The Stability of an Optical Clock Laser Transferred to the Interrogation Oscillator for a Cs Fountain

We stabilize a microwave oscillator at 9.6 GHz to an optical clock laser at 344 THz by using a fiber-based femtosecond laser frequency comb as a transfer oscillator. With a second frequency comb, we independently measure the instability of the microwave source with respect to another optical clock laser frequency at 456 THz. The total fractional frequency instability of this optic-to-microwave and microwave-to-optic conversion resulted in an Allan deviation sigma_y of 1.2 times 10^-14 at 1 s averaging time (bandwidth of 50 kHz).
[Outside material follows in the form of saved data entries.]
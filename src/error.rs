use std::path::PathBuf;

use gstreamer as gst;
use thiserror::Error;

/// Failures while opening the media engine or binding the media resource.
#[derive(Debug, Error)]
pub enum EngineInitError {
    #[error("cannot open media file {}: {source}", path.display())]
    MediaNotFound {
        path: PathBuf,
        #[source]
        source: std::io::Error,
    },
    #[error("cannot convert {} to a media URI: {source}", path.display())]
    InvalidUri {
        path: PathBuf,
        #[source]
        source: gst::glib::Error,
    },
    #[error("failed to initialize GStreamer: {0}")]
    Init(#[source] gst::glib::Error),
    #[error("GStreamer element '{0}' is not available")]
    MissingElement(&'static str),
    #[error("cannot open media {uri}: {reason}")]
    MediaOpen { uri: String, reason: String },
    #[error("player refused to change state: {0}")]
    StateChange(#[from] gst::StateChangeError),
}

/// Process-level failures. Both end in a dialog and exit status 1.
#[derive(Debug, Error)]
pub enum AppError {
    #[error("{0}")]
    Usage(String),
    #[error("{0:#}")]
    Initialization(#[from] anyhow::Error),
}

impl AppError {
    pub fn exit_code(&self) -> u8 {
        1
    }

    pub fn title(&self) -> &'static str {
        "Error"
    }
}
The residual phase noise density is -97 dBc/Hz at a 10 Hz offset from the 9.6 GHz carrier. Replacing the existing quartz-based interrogation oscillator of the Physikalisch-Technische Bundesanstalt (PTB) caesium fountain CSF1 with this optically stabilized microwave source will reduce the instability contribution due to the Dick effect from the 10^-13 level at 1 s averaging time to an insignificant level at the current status of CSF1. Therefore, this new microwave source can be an alternative to cryogenic sapphire-loaded cavity oscillators to overcome the limitations of state-of-the-art quartz oscillators.